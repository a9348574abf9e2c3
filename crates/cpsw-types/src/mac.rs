//! Ethernet address as stored in an ALE address entry.

use crate::ParseError;
use serde::{Deserialize, Serialize};
use std::fmt;
use std::str::FromStr;

/// A 48-bit Ethernet MAC address.
///
/// Octet 0 is packed into the highest address bits of a table entry. Its
/// low bit is the group bit, which the table also uses to tell multicast
/// entries from unicast ones.
///
/// ```
/// use cpsw_types::MacAddress;
///
/// let group: MacAddress = "01-00-5e-00-00-fb".parse().unwrap();
/// assert!(group.is_multicast());
/// assert_eq!(group.to_string(), "01:00:5e:00:00:fb");
/// ```
#[derive(Debug, Clone, Copy, PartialEq, Eq, Hash, Serialize, Deserialize)]
#[serde(try_from = "String", into = "String")]
pub struct MacAddress([u8; 6]);

impl MacAddress {
    pub const BROADCAST: MacAddress = MacAddress([0xff; 6]);
    pub const ZERO: MacAddress = MacAddress([0; 6]);

    pub const fn new(octets: [u8; 6]) -> Self {
        MacAddress(octets)
    }

    /// Octets in transmission order.
    pub const fn as_bytes(&self) -> &[u8; 6] {
        &self.0
    }

    /// Group address: forwarded through a multicast entry's port mask.
    pub const fn is_multicast(&self) -> bool {
        self.0[0] & 0x01 != 0
    }

    /// Individual address: forwarded to a unicast entry's single port.
    pub const fn is_unicast(&self) -> bool {
        !self.is_multicast()
    }

    pub fn is_broadcast(&self) -> bool {
        *self == Self::BROADCAST
    }
}

impl fmt::Display for MacAddress {
    fn fmt(&self, f: &mut fmt::Formatter<'_>) -> fmt::Result {
        let [a, b, c, d, e, g] = self.0;
        write!(f, "{a:02x}:{b:02x}:{c:02x}:{d:02x}:{e:02x}:{g:02x}")
    }
}

impl FromStr for MacAddress {
    type Err = ParseError;

    /// Accepts `:` or `-` separated hex octets.
    fn from_str(s: &str) -> Result<Self, Self::Err> {
        let invalid = || ParseError::InvalidMacAddress(s.to_string());
        let separator = if s.contains('-') { '-' } else { ':' };

        let mut octets = [0u8; 6];
        let mut parts = s.split(separator);
        for octet in octets.iter_mut() {
            let part = parts.next().ok_or_else(invalid)?;
            if part.is_empty() || part.len() > 2 {
                return Err(invalid());
            }
            *octet = u8::from_str_radix(part, 16).map_err(|_| invalid())?;
        }
        if parts.next().is_some() {
            return Err(invalid());
        }

        Ok(MacAddress(octets))
    }
}

impl TryFrom<String> for MacAddress {
    type Error = ParseError;

    fn try_from(s: String) -> Result<Self, Self::Error> {
        s.parse()
    }
}

impl From<MacAddress> for String {
    fn from(mac: MacAddress) -> String {
        mac.to_string()
    }
}

#[cfg(test)]
mod tests {
    use super::*;
    use pretty_assertions::assert_eq;

    #[test]
    fn test_parse_separators() {
        let colon: MacAddress = "00:11:22:33:44:55".parse().unwrap();
        let dash: MacAddress = "00-11-22-33-44-55".parse().unwrap();
        assert_eq!(colon, dash);
        assert_eq!(colon.as_bytes(), &[0x00, 0x11, 0x22, 0x33, 0x44, 0x55]);
    }

    #[test]
    fn test_display_lowercase() {
        let mac = MacAddress::new([0xaa, 0xbb, 0xcc, 0x0d, 0xee, 0xff]);
        assert_eq!(mac.to_string(), "aa:bb:cc:0d:ee:ff");
    }

    #[test]
    fn test_group_bit() {
        assert!(MacAddress::BROADCAST.is_broadcast());
        assert!(MacAddress::BROADCAST.is_multicast());
        assert!(MacAddress::ZERO.is_unicast());

        let ipv6_group: MacAddress = "33:33:00:00:00:01".parse().unwrap();
        assert!(ipv6_group.is_multicast());
        assert!(!ipv6_group.is_broadcast());

        let local: MacAddress = "02:00:00:00:00:01".parse().unwrap();
        assert!(local.is_unicast());
    }

    #[test]
    fn test_rejects_malformed() {
        for text in [
            "",
            "00:11:22:33:44",
            "00:11:22:33:44:55:66",
            "gg:11:22:33:44:55",
            "000:11:22:33:44:5",
            "00:11:22:33:44:",
        ] {
            assert!(text.parse::<MacAddress>().is_err(), "{text:?}");
        }
    }

    #[test]
    fn test_serde_as_text() {
        let mac: MacAddress = "01:00:5e:00:00:01".parse().unwrap();
        let text: String = mac.into();
        assert_eq!(MacAddress::try_from(text).unwrap(), mac);
    }
}
//! Policer table, default classifier and receive rate limiting.

use crate::control::AleControl;
use crate::engine::{Ale, ALE_RATE_LIMIT_MIN_PPS};
use crate::error::{AleError, AleResult};
use crate::regs::{
    RegFieldId, RegFieldMap, ALE_POLICER_TBL_CTL, ALE_POLICER_TBL_INDEX_MASK,
    ALE_POLICER_TBL_WRITE_ENABLE,
};
use tracing::{debug, error, info};

/// Number of 802.1Q priority values.
pub const NUM_PRIORITIES: usize = 8;

/// Receive thread for each priority, indexed by `[num_threads - 1][pcp]`.
///
/// Priority 0 (best effort) ranks above priority 1 (background), so it
/// gets the higher thread wherever the thread count allows. Higher
/// threads are served first.
pub const PRI_THREAD_MAP: [[u32; NUM_PRIORITIES]; NUM_PRIORITIES] = [
    // BK BE EE CA VI VO IC NC
    [0, 0, 0, 0, 0, 0, 0, 0],
    [0, 0, 0, 0, 1, 1, 1, 1],
    [0, 0, 0, 0, 1, 1, 2, 2],
    [0, 0, 1, 1, 2, 2, 3, 3],
    [0, 0, 1, 1, 2, 2, 3, 4],
    [1, 0, 2, 2, 3, 3, 4, 5],
    [1, 0, 2, 3, 4, 4, 5, 6],
    [1, 0, 2, 3, 4, 5, 6, 7],
];

/// Match-enable fields cleared by a policer reset, with the policer
/// enables of the control register.
const POLICER_RESET_FIELDS: [RegFieldId; 14] = [
    RegFieldId::PolPortMen,
    RegFieldId::PolPriMen,
    RegFieldId::PolOuiMen,
    RegFieldId::PolDstMen,
    RegFieldId::PolSrcMen,
    RegFieldId::PolOvlanMen,
    RegFieldId::PolIvlanMen,
    RegFieldId::PolEthertypeMen,
    RegFieldId::PolIpsrcMen,
    RegFieldId::PolIpdstMen,
    RegFieldId::PolEn,
    RegFieldId::PolRedDropEn,
    RegFieldId::PolYellowDropEn,
    RegFieldId::PolPriorityThreadEn,
];

/// Which receive limiter a rate applies to.
#[derive(Debug, Clone, Copy, PartialEq, Eq)]
enum RateLimitKind {
    Multicast,
    Broadcast,
}

impl RateLimitKind {
    fn control(self) -> AleControl {
        match self {
            RateLimitKind::Multicast => AleControl::PortMcastLimit,
            RateLimitKind::Broadcast => AleControl::PortBcastLimit,
        }
    }

    fn label(self) -> &'static str {
        match self {
            RateLimitKind::Multicast => "MC",
            RateLimitKind::Broadcast => "BC",
        }
    }
}

impl Ale {
    fn policer_fields(&self) -> AleResult<&'static RegFieldMap> {
        let fields = self.variant.reg_fields;
        if !fields.contains(RegFieldId::PolPriMen) {
            return Err(AleError::unsupported(format!(
                "policer table on {}",
                self.variant.dev_id
            )));
        }
        Ok(fields)
    }

    /// Loads policer row `idx` into the policer registers.
    fn policer_read_idx(&self, idx: u32) {
        self.regs
            .write(ALE_POLICER_TBL_CTL, idx & ALE_POLICER_TBL_INDEX_MASK);
    }

    /// Commits the policer registers to row `idx`.
    fn policer_write_idx(&self, idx: u32) {
        self.regs.write(
            ALE_POLICER_TBL_CTL,
            (idx & ALE_POLICER_TBL_INDEX_MASK) | ALE_POLICER_TBL_WRITE_ENABLE,
        );
    }

    /// Binds classifier `idx` to receive thread `thread_id`, or unbinds it.
    fn policer_thread_idx_enable(
        &self,
        fields: &RegFieldMap,
        idx: u32,
        thread_id: u32,
        enable: bool,
    ) -> AleResult<()> {
        let regs = self.regs.as_ref();
        fields.write(regs, RegFieldId::ThreadClassIndex, idx)?;
        fields.write(regs, RegFieldId::ThreadValue, thread_id)?;
        fields.write(regs, RegFieldId::ThreadEnable, u32::from(enable))
    }

    /// Disables every policer row and thread mapping.
    pub fn policer_reset(&self) -> AleResult<()> {
        let fields = self.policer_fields()?;
        let regs = self.regs.as_ref();

        for idx in 0..self.num_policers {
            self.policer_read_idx(idx);
            for field in POLICER_RESET_FIELDS {
                fields.write(regs, field, 0)?;
            }
            self.policer_write_idx(idx);

            self.policer_thread_idx_enable(fields, idx, 0, false)?;
        }
        Ok(())
    }

    /// Maps the eight priorities to `num_rx_ch` receive threads using
    /// [`PRI_THREAD_MAP`]. Classifier `n` matches priority `n`.
    pub fn classifier_setup_default(&self, num_rx_ch: u32) -> AleResult<()> {
        if !(1..=NUM_PRIORITIES as u32).contains(&num_rx_ch) {
            return Err(AleError::invalid_argument(format!(
                "receive channel count {num_rx_ch} not in 1-{NUM_PRIORITIES}"
            )));
        }
        let fields = self.policer_fields()?;
        if self.num_policers < NUM_PRIORITIES as u32 {
            return Err(AleError::unsupported(format!(
                "default classifier needs {NUM_PRIORITIES} policers, have {}",
                self.num_policers
            )));
        }

        self.policer_reset()?;

        let regs = self.regs.as_ref();
        let map = &PRI_THREAD_MAP[num_rx_ch as usize - 1];
        for (pri, thread) in map.iter().enumerate() {
            let idx = pri as u32;

            self.policer_read_idx(idx);
            fields.write(regs, RegFieldId::PolPriVal, pri as u32)?;
            fields.write(regs, RegFieldId::PolPriMen, 1)?;
            self.policer_write_idx(idx);

            self.policer_thread_idx_enable(fields, idx, *thread, true)?;
        }

        debug!("ALE default classifier set for {} rx channels", num_rx_ch);
        Ok(())
    }

    fn rx_ratelimit(&self, kind: RateLimitKind, port: u32, pps: u32) -> AleResult<u32> {
        let val = pps / ALE_RATE_LIMIT_MIN_PPS;
        let remainder = pps % ALE_RATE_LIMIT_MIN_PPS;

        if pps != 0 && val == 0 {
            error!(
                "ALE {} port:{} ratelimit min value {}pps",
                kind.label(),
                port,
                ALE_RATE_LIMIT_MIN_PPS
            );
            return Err(AleError::invalid_argument(format!(
                "{} rate {pps}pps below {ALE_RATE_LIMIT_MIN_PPS}pps",
                kind.label()
            )));
        }

        if remainder != 0 {
            info!(
                "ALE port:{} {} ratelimit set to {}pps (requested {})",
                port,
                kind.label(),
                pps - remainder,
                pps
            );
        }

        self.control_set(port, kind.control(), val)?;

        let programmed = val * ALE_RATE_LIMIT_MIN_PPS;
        debug!(
            "ALE port:{} {} ratelimit set {}",
            port,
            kind.label(),
            programmed
        );
        Ok(programmed)
    }

    /// Limits multicast received on `port` to `pps` packets per second,
    /// rounded down to a multiple of 1000. Returns the programmed rate;
    /// 0 disables the limiter.
    pub fn rx_ratelimit_mc(&self, port: u32, pps: u32) -> AleResult<u32> {
        self.rx_ratelimit(RateLimitKind::Multicast, port, pps)
    }

    /// Broadcast counterpart of [`Ale::rx_ratelimit_mc`].
    pub fn rx_ratelimit_bc(&self, port: u32, pps: u32) -> AleResult<u32> {
        self.rx_ratelimit(RateLimitKind::Broadcast, port, pps)
    }
}

#[cfg(test)]
mod tests {
    use super::*;
    use crate::config::AleParams;
    use crate::regs::{ALE_POLICER_PORT_OUI, ALE_PORTCTL};
    use crate::sim::SimRegisters;
    use pretty_assertions::assert_eq;
    use std::sync::Arc;

    fn ale_on(dev_id: &str) -> (Arc<SimRegisters>, Ale) {
        let sim = Arc::new(SimRegisters::new(dev_id).unwrap());
        let ale = Ale::new(AleParams::new(dev_id, 3), sim.clone()).unwrap();
        (sim, ale)
    }

    #[test]
    fn test_thread_map_shape() {
        for (n, row) in PRI_THREAD_MAP.iter().enumerate() {
            assert!(row.iter().all(|thread| (*thread as usize) <= n));
            assert_eq!(*row.iter().max().unwrap() as usize, n);
        }
    }

    #[test]
    fn test_ratelimit_rounding() {
        let (sim, ale) = ale_on("am65x-cpsw2g");
        assert_eq!(ale.rx_ratelimit_mc(1, 2500).unwrap(), 2000);
        assert_eq!(ale.control_get(1, AleControl::PortMcastLimit).unwrap(), 2);
        assert_eq!(sim.peek(ALE_PORTCTL + 4), 2 << 16);

        let err = ale.rx_ratelimit_bc(1, 500).unwrap_err();
        assert!(err.is_invalid_argument());
        assert_eq!(ale.control_get(1, AleControl::PortBcastLimit).unwrap(), 0);
    }

    #[test]
    fn test_ratelimit_zero_disables() {
        let (_sim, ale) = ale_on("cpsw");
        ale.rx_ratelimit_bc(2, 7000).unwrap();
        assert_eq!(ale.rx_ratelimit_bc(2, 0).unwrap(), 0);
        assert_eq!(ale.control_get(2, AleControl::PortBcastLimit).unwrap(), 0);
    }

    #[test]
    fn test_ratelimit_limits() {
        let (_sim, ale) = ale_on("cpsw");
        assert_eq!(ale.rx_ratelimit_mc(0, 255_999).unwrap(), 255_000);
        assert!(ale.rx_ratelimit_mc(0, 256_000).is_err());
        assert!(ale.rx_ratelimit_mc(3, 1000).is_err());
    }

    #[test]
    fn test_classifier_unsupported_on_classic() {
        let (_sim, ale) = ale_on("cpsw");
        let err = ale.classifier_setup_default(4).unwrap_err();
        assert!(matches!(err, AleError::Unsupported { .. }));
    }

    #[test]
    fn test_classifier_channel_range() {
        let (_sim, ale) = ale_on("am65x-cpsw2g");
        assert!(ale.classifier_setup_default(0).unwrap_err().is_invalid_argument());
        assert!(ale.classifier_setup_default(9).unwrap_err().is_invalid_argument());
    }

    #[test]
    fn test_classifier_setup_default() {
        let (sim, ale) = ale_on("am65x-cpsw2g");
        ale.classifier_setup_default(8).unwrap();

        for pri in 0..NUM_PRIORITIES {
            let port_oui = sim.policer_row(pri)[0];
            assert_eq!(port_oui, 1 << 19 | (pri as u32) << 16, "pri {pri}");
            assert_eq!(sim.thread_row(pri), 1 << 15 | PRI_THREAD_MAP[7][pri]);
        }
        assert_eq!(sim.thread_row(8), 0);
        assert_eq!(sim.thread_row(0), 0x8001);
    }

    #[test]
    fn test_policer_reset_clears_rows() {
        let (sim, ale) = ale_on("am65x-cpsw2g");
        ale.classifier_setup_default(2).unwrap();
        assert_eq!(sim.thread_row(7), 0x8001);

        ale.policer_reset().unwrap();
        for idx in 0..ale.num_policers() as usize {
            // Only the priority value survives; every enable is clear.
            assert_eq!(sim.policer_row(idx)[0] & !0x0007_0000, 0);
            assert_eq!(sim.thread_row(idx), 0);
        }
        assert_eq!(sim.peek(ALE_POLICER_PORT_OUI) & (1 << 19), 0);
    }
}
________________________
● Task brief: Each line above with the string "ParseError" in it should be located and copied.

● Task output:
use crate::ParseError;
    type Err = ParseError;
        let invalid = || ParseError::InvalidMacAddress(s.to_string());
    type Error = ParseError;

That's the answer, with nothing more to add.